A substantial part of the initial radiative response to CO_{2} forcing may be viewed (and mathematically modeled) as reflecting a subdecadal time scale ocean adjustment process during which ocean heat transport and SST patterns alter, negatively affecting shortwave cloud radiative effect (Andrews et al. 2015) so that *R* increases for a given *T*, thus partially counteracting the forcing independently of surface temperature increase (Williams et al. 2008; Sherwood et al. 2015; Rugenstein et al. 2016). Feedback analysis derived constraints, even if correct, do not apply to such an adjustment. Accordingly, as during the initial decade or two the radiative response partly reflects adjustments, the apparent climate feedback parameter may be considerably higher than feedback analysis suggests is possible. While the (lower) underlying climate feedback parameter is not affected by adjustments, and may be time invariant, ECS is affected.

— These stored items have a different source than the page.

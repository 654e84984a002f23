//! Refund reconciliation tests.

mod common;

use common::*;
use mokkalab::fulfillment::{process_charge_refunded, process_checkout_completed};

/// Create a paid order through the pipeline and return it.
async fn place_order(
    conn: &mut rusqlite::Connection,
    harness: &TestServices,
    session: &str,
    email: &str,
    meta: StandardOrderMeta,
) -> Order {
    let product = match queries::list_active_products(conn).unwrap().into_iter().next() {
        Some(p) => p,
        None => create_test_product(conn, "Espresso Forte", HOUSE_BRAND),
    };
    let variant = queries::list_variants_for_product(conn, &product.id)
        .unwrap()
        .into_iter()
        .next()
        .unwrap_or_else(|| create_test_variant(conn, &product.id, "250g", 899, 100));

    let mut event = standard_event(session, email);
    push_line(&mut event, &product, &variant, 2);
    set_standard_meta(&mut event, meta);

    match process_checkout_completed(conn, &harness.services, &event)
        .await
        .expect("Pipeline should succeed")
    {
        CheckoutOutcome::OrderCreated(order) => order,
        other => panic!("expected OrderCreated, got {:?}", other),
    }
}

#[tokio::test]
async fn test_refund_restores_stock_and_generates_credit_note() {
    let mut conn = setup_test_db();
    let harness = test_services();

    let product = create_test_product(&conn, "Espresso Forte", HOUSE_BRAND);
    let variant = create_test_variant(&conn, &product.id, "250g", 899, 100);

    let order = place_order(&mut conn, &harness, "cs_rf", "anna@example.com", Default::default()).await;
    assert_eq!(queries::get_variant_by_id(&conn, &variant.id).unwrap().unwrap().stock, 98);

    let payment_intent = order.payment_intent_id.clone().unwrap();
    let outcome = process_charge_refunded(&mut conn, &harness.services, &payment_intent)
        .await
        .expect("Refund pipeline should succeed");
    let RefundOutcome::Reconciled(refunded) = outcome else {
        panic!("expected Reconciled");
    };

    assert_eq!(refunded.status, OrderStatus::Refunded);
    assert_eq!(refunded.payment_status, PaymentStatus::Refunded);
    assert!(refunded.refunded_at.is_some());

    // Stock restored
    assert_eq!(queries::get_variant_by_id(&conn, &variant.id).unwrap().unwrap().stock, 100);

    // Credit note derived from the invoice number and stored
    let invoice_number = refunded.invoice_number.clone().unwrap();
    assert_eq!(
        refunded.credit_note_number.as_deref(),
        Some(format!("GS-{}", invoice_number).as_str())
    );
    assert!(refunded.credit_note_id.is_some());

    // One invoice plus one credit note at the provider
    assert_eq!(harness.invoices.call_count(), 2);
}

#[tokio::test]
async fn test_refund_for_unknown_payment_intent_is_a_noop() {
    let mut conn = setup_test_db();
    let harness = test_services();

    let outcome = process_charge_refunded(&mut conn, &harness.services, "pi_never_seen")
        .await
        .expect("Unknown payment intent must not error");
    assert!(matches!(outcome, RefundOutcome::UnknownPayment));
}

#[tokio::test]
async fn test_duplicate_refund_delivery_is_idempotent() {
    let mut conn = setup_test_db();
    let harness = test_services();

    let product = create_test_product(&conn, "Espresso Forte", HOUSE_BRAND);
    let variant = create_test_variant(&conn, &product.id, "250g", 899, 100);

    let order = place_order(&mut conn, &harness, "cs_rf2", "anna@example.com", Default::default()).await;
    let payment_intent = order.payment_intent_id.clone().unwrap();

    for _ in 0..3 {
        process_charge_refunded(&mut conn, &harness.services, &payment_intent)
            .await
            .unwrap();
    }

    // Stock restored exactly once (back to 100, not 104)
    assert_eq!(queries::get_variant_by_id(&conn, &variant.id).unwrap().unwrap().stock, 100);
    // Credit note generated once: one invoice + one credit note overall
    assert_eq!(harness.invoices.call_count(), 2);
}

#[tokio::test]
async fn test_refund_does_not_revoke_referrer_reward() {
    let mut conn = setup_test_db();
    let harness = test_services();

    let product = create_test_product(&conn, "Espresso Forte", HOUSE_BRAND);
    create_test_variant(&conn, &product.id, "250g", 899, 100);
    let (_, code) = setup_referrer(&conn, harness.rng.as_ref(), "referrer@example.com");

    let order = place_order(
        &mut conn,
        &harness,
        "cs_rfref",
        "new@example.com",
        StandardOrderMeta {
            referral_code: Some(code.code.clone()),
            ..Default::default()
        },
    )
    .await;

    let referral = queries::get_referral_by_referred_email(&conn, "new@example.com")
        .unwrap()
        .unwrap();
    assert_eq!(referral.status, ReferralStatus::Rewarded);
    let reward_before = queries::get_reward_by_referral(&conn, &referral.id).unwrap().unwrap();

    // Refund the referred customer's qualifying order
    let payment_intent = order.payment_intent_id.clone().unwrap();
    process_charge_refunded(&mut conn, &harness.services, &payment_intent)
        .await
        .unwrap();

    // The referrer keeps everything: the referred customer already converted
    let referral = queries::get_referral_by_id(&conn, &referral.id).unwrap().unwrap();
    assert_eq!(referral.status, ReferralStatus::Rewarded);
    let reward_after = queries::get_reward_by_referral(&conn, &referral.id).unwrap().unwrap();
    assert_eq!(reward_after.status, RewardStatus::Pending);
    assert_eq!(reward_after.expires_at, reward_before.expires_at);
}

#[tokio::test]
async fn test_refunded_order_counts_against_future_referrals() {
    let mut conn = setup_test_db();
    let harness = test_services();

    let product = create_test_product(&conn, "Espresso Forte", HOUSE_BRAND);
    create_test_variant(&conn, &product.id, "250g", 899, 100);
    let (referrer, code) = setup_referrer(&conn, harness.rng.as_ref(), "referrer@example.com");

    let order = place_order(
        &mut conn,
        &harness,
        "cs_hist",
        "new@example.com",
        StandardOrderMeta {
            referral_code: Some(code.code.clone()),
            ..Default::default()
        },
    )
    .await;

    let payment_intent = order.payment_intent_id.clone().unwrap();
    process_charge_refunded(&mut conn, &harness.services, &payment_intent)
        .await
        .unwrap();

    let outcomes = queries::referrer_order_outcomes(&conn, &referrer.id).unwrap();
    assert_eq!(outcomes.len(), 1);
    assert!(outcomes[0].refunded);
    assert!(outcomes[0].refunded_at.is_some());
}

In abrupt4xCO2 simulations, where diagnosed climate feedback strength is typically substantially greater in the first decade or two than subsequently, eigenmode decomposition of CMIP5 AOGCM responses (Proistosescu and Huybers 2017) indicates that only about one-third of the initial forcing remains once subdecadal time scale responses are complete, and that the climate feedback parameter associated with subdecadal time scale responses, if not regarded as partially associated with adjustment processes, ranges up to 3 W m^{−2} K^{−1}.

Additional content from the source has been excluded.